//! The future-likeness capability and assimilation of foreign futures.
//!
//! There is no structural detection of "thenables": a value is future-like
//! iff it carries the [`Subscribe`] capability, either as a native
//! [`Promise`] or as a foreign object adapted behind
//! [`Value::Foreign`]. The trait is also the interop surface in the other
//! direction: external code that expects a dual-continuation registration
//! can consume a native promise through it.

use std::cell::RefCell;
use std::rc::Rc;

use crate::error::Fault;
use crate::promise::{CompletionSink, Promise};
use crate::scheduler::Scheduler;
use crate::value::Value;

/// Capability to register a pair of settlement continuations.
///
/// The single bridging operation of the interop contract: exactly one of
/// the two callbacks is eventually invoked with the outcome. Implementors
/// that misbehave and invoke both are tolerated by the core; adoption
/// honors only the first invocation.
pub trait Subscribe {
    /// Register continuations for the eventual outcome.
    fn subscribe(&self, on_fulfill: Box<dyn FnOnce(Value)>, on_reject: Box<dyn FnOnce(Fault)>);
}

impl Subscribe for Promise {
    fn subscribe(&self, on_fulfill: Box<dyn FnOnce(Value)>, on_reject: Box<dyn FnOnce(Fault)>) {
        self.observe(move |outcome| match outcome {
            Ok(value) => on_fulfill(value),
            Err(cause) => on_reject(cause),
        });
    }
}

/// True iff `value` carries the [`Subscribe`] capability.
pub fn is_future_like(value: &Value) -> bool {
    matches!(value, Value::Future(_) | Value::Foreign(_))
}

/// Adapt any value into a native promise.
///
/// A native future is returned unchanged; a foreign future is bridged into
/// a new promise adopting its outcome; anything else becomes an immediately
/// fulfilled promise holding the value. Failure-shaped inputs are *not*
/// special-cased; use [`Promise::from_outcome`] to reject explicitly.
pub fn coerce(scheduler: &Rc<Scheduler>, value: Value) -> Promise {
    match value {
        Value::Future(promise) => promise,
        Value::Foreign(_) => {
            let bridged = Promise::new(scheduler);
            let target = bridged.clone();
            subscribe_value(
                &value,
                Box::new(move |outcome| match outcome {
                    Ok(value) => target.resolve(value),
                    Err(cause) => target.reject(cause),
                }),
            );
            bridged
        }
        other => Promise::with_value(scheduler, other),
    }
}

/// Route the eventual outcome of a future-like value into `sink`.
///
/// For a foreign future the sink is armed behind a first-call-wins latch:
/// whichever of the foreign callbacks fires first consumes it, and the
/// other becomes a no-op. A non-future-like value completes immediately.
pub(crate) fn subscribe_value(value: &Value, sink: CompletionSink) {
    match value {
        Value::Future(promise) => promise.observe(sink),
        Value::Foreign(foreign) => {
            let armed: Rc<RefCell<Option<CompletionSink>>> = Rc::new(RefCell::new(Some(sink)));
            let fulfill_armed = armed.clone();
            foreign.subscribe(
                Box::new(move |value| {
                    let sink = fulfill_armed.borrow_mut().take();
                    if let Some(sink) = sink {
                        sink(Ok(value));
                    }
                }),
                Box::new(move |cause| {
                    let sink = armed.borrow_mut().take();
                    if let Some(sink) = sink {
                        sink(Err(cause));
                    }
                }),
            );
        }
        other => sink(Ok(other.clone())),
    }
}
//! FIFO task queue with deferred, deduplicated drain requests.
//!
//! The scheduler is an explicit service instance: every promise holds a
//! handle to the scheduler it dispatches on, and a test harness can step the
//! queue manually for deterministic ordering. Continuations never run
//! synchronously with the call that registered or settled them; they run
//! when the embedder drains the queue.

use std::any::Any;
use std::cell::{Cell, RefCell};
use std::panic::{self, AssertUnwindSafe};

/// A queued unit of work.
pub type Task = Box<dyn FnOnce()>;

/// Construction parameters for a [`Scheduler`].
#[derive(Debug, Clone)]
pub struct SchedulerConfig {
    /// Number of consumed slots after which the rolling task buffer is
    /// compacted. Memory detail only; never observable through scheduling
    /// order.
    pub compact_after: usize,
}

impl Default for SchedulerConfig {
    fn default() -> Self {
        Self { compact_after: 1024 }
    }
}

/// Process-wide FIFO task queue.
///
/// `enqueue` appends; the wake hook fires exactly once per empty→non-empty
/// edge to ask the embedding host for a drain. `drain` pops and runs the
/// oldest task until the queue is empty, processing tasks enqueued
/// mid-drain in the same pass. A panicking task is reported to the
/// unhandled-error sink and does not stop the pass.
pub struct Scheduler {
    queue: RefCell<Vec<Option<Task>>>,
    start: Cell<usize>,
    compact_after: usize,
    drain_pending: Cell<bool>,
    draining: Cell<bool>,
    wake_hook: RefCell<Option<Box<dyn Fn()>>>,
    error_sink: RefCell<Option<Box<dyn Fn(&str)>>>,
}

impl Scheduler {
    /// Create a scheduler with default configuration.
    pub fn new() -> Self {
        Self::with_config(SchedulerConfig::default())
    }

    /// Create a scheduler with the given configuration.
    pub fn with_config(config: SchedulerConfig) -> Self {
        Self {
            queue: RefCell::new(Vec::new()),
            start: Cell::new(0),
            compact_after: config.compact_after.max(1),
            drain_pending: Cell::new(false),
            draining: Cell::new(false),
            wake_hook: RefCell::new(None),
            error_sink: RefCell::new(None),
        }
    }

    /// Register the hook invoked when a drain should be requested from the
    /// host. Called once per empty→non-empty edge, never while a drain is
    /// running or already requested.
    pub fn set_wake_hook(&self, hook: impl Fn() + 'static) {
        *self.wake_hook.borrow_mut() = Some(Box::new(hook));
    }

    /// Replace the sink that receives panics escaping queued tasks.
    /// Defaults to `log::error!`.
    pub fn set_error_sink(&self, sink: impl Fn(&str) + 'static) {
        *self.error_sink.borrow_mut() = Some(Box::new(sink));
    }

    /// Append a task to the queue, requesting a drain if the queue was empty.
    pub fn enqueue(&self, task: Task) {
        let became_nonempty = {
            let mut queue = self.queue.borrow_mut();
            queue.push(Some(task));
            queue.len() - self.start.get() == 1
        };

        if became_nonempty && !self.draining.get() && !self.drain_pending.get() {
            self.drain_pending.set(true);
            if let Some(hook) = &*self.wake_hook.borrow() {
                hook();
            }
        }
    }

    /// Run queued tasks in FIFO order until the queue is empty.
    ///
    /// Tasks enqueued by a running task execute in the same pass, so a task
    /// can observe its own follow-ups running before control returns to the
    /// host.
    pub fn drain(&self) {
        self.drain_pending.set(false);
        self.draining.set(true);
        while let Some(task) = self.next_task() {
            if let Err(payload) = panic::catch_unwind(AssertUnwindSafe(task)) {
                self.report_panic(payload.as_ref());
            }
        }
        self.draining.set(false);
    }

    /// Drain repeatedly until no task remains.
    pub fn run_until_idle(&self) {
        while !self.is_idle() {
            self.drain();
        }
    }

    /// Number of tasks waiting to run.
    pub fn pending(&self) -> usize {
        self.queue.borrow().len() - self.start.get()
    }

    /// True iff no task is waiting.
    pub fn is_idle(&self) -> bool {
        self.pending() == 0
    }

    fn next_task(&self) -> Option<Task> {
        let mut queue = self.queue.borrow_mut();
        let start = self.start.get();
        if start >= queue.len() {
            queue.clear();
            self.start.set(0);
            return None;
        }

        let task = queue[start].take();
        self.start.set(start + 1);
        if start + 1 >= self.compact_after {
            queue.drain(..start + 1);
            self.start.set(0);
        }
        task
    }

    fn report_panic(&self, payload: &(dyn Any + Send)) {
        let message = if let Some(text) = payload.downcast_ref::<&str>() {
            (*text).to_string()
        } else if let Some(text) = payload.downcast_ref::<String>() {
            text.clone()
        } else {
            "task panicked".to_string()
        };

        let sink = self.error_sink.borrow();
        match &*sink {
            Some(sink) => sink(&message),
            None => log::error!("scheduler task panicked: {}", message),
        }
    }
}

impl Default for Scheduler {
    fn default() -> Self {
        Self::new()
    }
}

AIM OF THE TASK:
Could you restate, word for word, the lines above from the one with "promise through it." to the one with "exactly one of", both included?

EXPECTED ANSWER:
//! can consume a native promise through it.

use std::cell::RefCell;
use std::rc::Rc;

use crate::error::Fault;
use crate::promise::{CompletionSink, Promise};
use crate::scheduler::Scheduler;
use crate::value::Value;

/// Capability to register a pair of settlement continuations.
///
/// The single bridging operation of the interop contract: exactly one of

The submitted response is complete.